Dès le riff introductif über efficace de Eden's Gates, OMG envoie du très lourd sans jamais céder à la facilité. La juxtaposition ancienne entre morceaux brutaux et plages ambiantes n'a plus cours. Tout est mélangé, fondu dans la chair, tornade de sifflements maléfiques sous la bastonnade rythmique, riffage intensif appuyé par des nappes sonores grouillantes. Et quand bien même, les riffs cessent et les machines sont maîtres, Old Man Gloom continue de dresser une sombre tension et mettre mal à l'aise comme la fin de Shoulder Meat enchaînant royalement avec la violence de Fist of Fury. Idem avec The Lash dont le début n'est qu'une longue plage bruitiste se terminant dans les tourments d'un incendie explosif et se poursuivant avec le condensé et animal Never Enter.
Véritable tour de force donnant envie de voir de quoi il retourne sur No, fulgurances cinglantes et sauvagerie qui prend aux tripes dans un maelstrom de sonorités qui ne cherchent pas à caresser dans le sens du poil.

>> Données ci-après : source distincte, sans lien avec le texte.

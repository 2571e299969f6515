//! Numeric error codes
//!
//! The thousands digit selects the domain (see [`super::ErrorCategory`]).
//! Numbers are part of the wire contract with the dashboard frontend and
//! must not be reused once published.

use serde::{Deserialize, Serialize};
use std::fmt;

#[derive(Debug, Clone, Copy, PartialEq, Eq, Hash, Serialize, Deserialize)]
#[serde(into = "u16", try_from = "u16")]
#[repr(u16)]
pub enum ErrorCode {
    Success = 0,
    Unknown = 1,
    ValidationFailed = 2,
    NotFound = 3,
    InvalidRequest = 5,
    InvalidFormat = 6,
    RequiredField = 7,
    ValueOutOfRange = 8,
    /// Event not accepted by the payment attempt in its current step
    InvalidStateTransition = 9,

    NotAuthenticated = 1001,
    TokenInvalid = 1004,
    SessionExpired = 1005,

    MerchantNotFound = 3001,
    /// No customer record at the payment gateway for the merchant's CNPJ
    MerchantNotRegistered = 3002,
    MerchantTaxIdMissing = 3003,

    CustomerNotFound = 4001,
    /// Customer balance moved between quote and commit
    BalanceConflict = 4002,
    InvalidAmount = 4003,
    InvalidCashbackPercent = 4004,

    PaymentFailed = 5001,
    PaymentInvalidMethod = 5003,
    /// Unknown or inactive plan
    PlanNotFound = 5101,
    PlanInvalid = 5102,
    SubscriptionNotFound = 5201,
    SubscriptionCancelled = 5202,
    PlanAlreadyCurrent = 5203,
    /// Subscription moved between preview and commit
    PlanChangeConflict = 5204,
    GatewayRejected = 5301,
    PixPayloadUnavailable = 5302,
    ChargeNotFound = 5303,

    InternalError = 9001,
    DatabaseError = 9002,
    NetworkError = 9003,
    TimeoutError = 9004,
    ConfigError = 9005,
}

impl ErrorCode {
    /// Every defined code, in numeric order
    pub const ALL: [ErrorCode; 35] = [
        Self::Success,
        Self::Unknown,
        Self::ValidationFailed,
        Self::NotFound,
        Self::InvalidRequest,
        Self::InvalidFormat,
        Self::RequiredField,
        Self::ValueOutOfRange,
        Self::InvalidStateTransition,
        Self::NotAuthenticated,
        Self::TokenInvalid,
        Self::SessionExpired,
        Self::MerchantNotFound,
        Self::MerchantNotRegistered,
        Self::MerchantTaxIdMissing,
        Self::CustomerNotFound,
        Self::BalanceConflict,
        Self::InvalidAmount,
        Self::InvalidCashbackPercent,
        Self::PaymentFailed,
        Self::PaymentInvalidMethod,
        Self::PlanNotFound,
        Self::PlanInvalid,
        Self::SubscriptionNotFound,
        Self::SubscriptionCancelled,
        Self::PlanAlreadyCurrent,
        Self::PlanChangeConflict,
        Self::GatewayRejected,
        Self::PixPayloadUnavailable,
        Self::ChargeNotFound,
        Self::InternalError,
        Self::DatabaseError,
        Self::NetworkError,
        Self::TimeoutError,
        Self::ConfigError,
    ];

    #[inline]
    pub const fn code(&self) -> u16 {
        *self as u16
    }

    #[inline]
    pub const fn is_success(&self) -> bool {
        matches!(self, Self::Success)
    }

    /// Default user-facing text, used when the error site has nothing better
    pub const fn message(&self) -> &'static str {
        use ErrorCode::*;
        match self {
            Success => "OK",
            Unknown => "Something went wrong",
            ValidationFailed => "Validation failed",
            NotFound => "Not found",
            InvalidRequest => "Invalid request",
            InvalidFormat => "Invalid format",
            RequiredField => "A required field is missing",
            ValueOutOfRange => "Value out of range",
            InvalidStateTransition => "Not allowed at this step",

            NotAuthenticated => "Please log in",
            TokenInvalid => "Your session is not valid, please log in again",
            SessionExpired => "Your session has expired, please log in again",

            MerchantNotFound => "Merchant not found",
            MerchantNotRegistered => {
                "Merchant is not registered with the payment system, please contact support"
            }
            MerchantTaxIdMissing => "Merchant CNPJ is not on file, please contact support",

            CustomerNotFound => "Customer not found",
            BalanceConflict => "Customer balance changed, please retry",
            InvalidAmount => "Invalid amount",
            InvalidCashbackPercent => "Invalid cashback percent",

            PaymentFailed => "Payment could not be processed",
            PaymentInvalidMethod => "Unsupported billing type",
            PlanNotFound => "Plan not found or inactive",
            PlanInvalid => "Plan is misconfigured",
            SubscriptionNotFound => "No subscription found",
            SubscriptionCancelled => "Cannot change plan on a cancelled subscription",
            PlanAlreadyCurrent => "This is already your current plan",
            PlanChangeConflict => "Subscription changed, please retry",
            GatewayRejected => "Payment gateway rejected the request",
            PixPayloadUnavailable => "PIX QR code is not available yet",
            ChargeNotFound => "Charge not found",

            InternalError => "Internal error",
            DatabaseError => "Storage error",
            NetworkError => "Could not reach the payment service",
            TimeoutError => "The payment service took too long to answer",
            ConfigError => "Server misconfigured",
        }
    }
}

impl fmt::Display for ErrorCode {
    fn fmt(&self, f: &mut fmt::Formatter<'_>) -> fmt::Result {
        write!(f, "E{:04}", self.code())
    }
}

impl From<ErrorCode> for u16 {
    fn from(code: ErrorCode) -> Self {
        code.code()
    }
}

/// A number with no [`ErrorCode`] assigned
#[derive(Debug, Clone, Copy, PartialEq, Eq, thiserror::Error)]
#[error("unassigned error code {0}")]
pub struct InvalidErrorCode(pub u16);

impl TryFrom<u16> for ErrorCode {
    type Error = InvalidErrorCode;

    fn try_from(value: u16) -> Result<Self, Self::Error> {
        Self::ALL
            .iter()
            .copied()
            .find(|c| c.code() == value)
            .ok_or(InvalidErrorCode(value))
    }
}
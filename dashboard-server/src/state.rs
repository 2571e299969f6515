//! Application state

use std::sync::Arc;

use asaas_client::AsaasClient;
use loyalty_core::checkout::CheckoutService;
use loyalty_core::gateway::PaymentGateway;
use loyalty_core::session::{SessionResolver, TokenSessionResolver};
use loyalty_core::store::MemoryStore;

use crate::config::Config;

type BoxError = Box<dyn std::error::Error + Send + Sync>;

pub type Checkout = CheckoutService<MemoryStore, dyn PaymentGateway, dyn SessionResolver>;

/// Shared application state
#[derive(Clone)]
pub struct AppState {
    pub store: Arc<MemoryStore>,
    pub sessions: Arc<dyn SessionResolver>,
    pub checkout: Checkout,
}

impl AppState {
    pub fn new(
        store: Arc<MemoryStore>,
        gateway: Arc<dyn PaymentGateway>,
        sessions: Arc<dyn SessionResolver>,
    ) -> Self {
        let checkout = CheckoutService::new(store.clone(), gateway, sessions.clone());
        Self {
            store,
            sessions,
            checkout,
        }
    }

    /// Seeded store, Asaas gateway and the dashboard token resolver
    pub fn from_config(config: &Config) -> Result<Self, BoxError> {
        let store = match &config.seed_path {
            Some(path) => {
                let json = std::fs::read_to_string(path)
                    .map_err(|e| format!("Failed to read seed {path}: {e}"))?;
                let store = MemoryStore::from_json(&json)?;
                tracing::info!(path = %path, "In-memory store seeded");
                store
            }
            None => {
                tracing::warn!("SEED_PATH not set, starting with an empty store");
                MemoryStore::new()
            }
        };

        let gateway = AsaasClient::new(&config.asaas)?;
        tracing::info!(base_url = %gateway.base_url(), "Payment gateway configured");

        Ok(Self::new(
            Arc::new(store),
            Arc::new(gateway),
            Arc::new(TokenSessionResolver),
        ))
    }
}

The Ape of God II débute par un long ultra-son confirmant une tendance selon laquelle ce Old Man Gloom là cherche la confrontation. La plongée en abîme est encore plus profonde. La durée des morceaux tapent par trois fois au delà des douze minutes. L'agression constante de OMG s'installe dans le temps, prend des chemins encore plus sinueux et machiavéliques pour venir à bout des résistances, soupèse sa proie pour la broyer peu à peu sous un déluge épique d'une houle sonore vous asphyxiant tout en vous libérant de pulsions mauvaises. Car de cette noirceur poisseuse subsiste comme une beauté farouche, le noir se fissure dans une ouverture vers quelquechose de plus grand, transporte et magnifie là où The Ape of God I était plus volontairement frontal. Mention spéciale au troisième morceau, A Hideous Nightmare Lies Upon The World, et cette flambée contrôlée entre une rythmique terrible de lourdeur, les riffs écrasants, les samples hallucinés et ce long cheminement finissant vers un cri rédempteur.
Aaron Turner n'a jamais caché son amour pour Neurosis mais là, il réussit à sublimer ses influences et propose avec Old Man Gloom un cauchemar audacieux, un télescopage déchaîné de sonorités exaltantes, un défouloir inspiré, sauvage et grandiose. Il n'est jamais trop tard pour reprendre le train en route. The Ape of God en vaut largement le détour.